On the drive back to the city, our bus was pulled over in what appeared to be a random traffic stop. I was sitting right behind the driver and saw him submit documentation for himself and for our bus. The policeman was not satisfied by what he saw and he made the driver get out. Our driver stayed calm and cool, but after lots of hand waving conversation, the matter did not appear to be resolved. Celso got out to join the conversation, but nothing seemed to change. We were there for almost half an hour, when they finally returned to the bus tight-lipped. When we asked whether they had had to pay a bribe, their response was very non-committal.

Then Celso took us to another market. We feel like market professionals by now, but when he said we had to be very open-minded there, we knew we were in for another adventure. We have seen various pharmaceutical herbs for sale, but we stepped it up a bit and got a treatment for whatever ails us from healing ladies who had an “office” under the market stairs. First they slapped us all over our bodies and faces with bundles of herbs. Then they took an egg and rubbed it all over our bodies.

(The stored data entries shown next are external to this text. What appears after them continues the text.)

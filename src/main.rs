use std::sync::Arc;

use sqlx::postgres::PgPoolOptions;
use tracing::info;
use tracing_subscriber::EnvFilter;

use flashdeck_billing::adapters::http::{router, AppState};
use flashdeck_billing::adapters::postgres::{
    PostgresFingerprintLedger, PostgresSubscriptionStore, PostgresUserDirectory,
};
use flashdeck_billing::adapters::stripe::StripeAdapter;
use flashdeck_billing::application::handlers::billing::{
    ReconcileWebhookHandler, VerifyIosHandler,
};
use flashdeck_billing::config::AppConfig;
use flashdeck_billing::domain::billing::WebhookVerifier;

#[tokio::main]
async fn main() -> Result<(), Box<dyn std::error::Error>> {
    dotenvy::dotenv().ok();

    tracing_subscriber::fmt()
        .with_env_filter(
            EnvFilter::try_from_default_env().unwrap_or_else(|_| EnvFilter::new("info")),
        )
        .init();

    let config = AppConfig::load()?;

    let pool = PgPoolOptions::new()
        .max_connections(config.database.max_connections)
        .connect(config.database.connection_url())
        .await?;
    sqlx::migrate!("./migrations").run(&pool).await?;

    let provider = Arc::new(StripeAdapter::new(
        reqwest::Client::new(),
        config.payment.stripe_secret_key.clone(),
    ));
    let subscriptions = Arc::new(PostgresSubscriptionStore::new(pool.clone()));
    let fingerprints = Arc::new(PostgresFingerprintLedger::new(pool.clone()));
    let users = Arc::new(PostgresUserDirectory::new(pool));

    let reconciler = Arc::new(ReconcileWebhookHandler::new(
        WebhookVerifier::new(config.payment.stripe_webhook_secret.clone()),
        provider,
        subscriptions.clone(),
        fingerprints,
        users.clone(),
    ));
    let ios_verifier = Arc::new(VerifyIosHandler::new(subscriptions, users));

    let app = router(AppState {
        reconciler,
        ios_verifier,
    });

    let address = config.server.bind_address();
    let listener = tokio::net::TcpListener::bind(&address).await?;
    info!(%address, "billing service listening");
    axum::serve(listener, app).await?;

    Ok(())
}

It felt like a bad day at TSA. They even lifted up our shirts so they could rub our bellies. Susan was next to me and her “doctor” was about 45 seconds ahead of mine with the treatment. She screamed as the lady sipped from a bottle of liquid and spit it all over her back. Even though I knew what was coming, I screamed as the cold liquid hit me. She spit in our hair and on our chests and bellies. Celso had told them not to spit on our faces, which is the normal course of treatment. Then they took ashes and rubbed them on the front and back of our heads and the front and back of our torsos. The Ecuadorian version of Ash Wednesday. Then they cracked open the egg they had rubbed us with and made a diagnosis about what was wrong with us from the looks of the raw egg in the glass. Sometimes they rub you with a guinea pig and cut it open and make predictions based on the appearance of its entrails. You can’t make this stuff up, folks!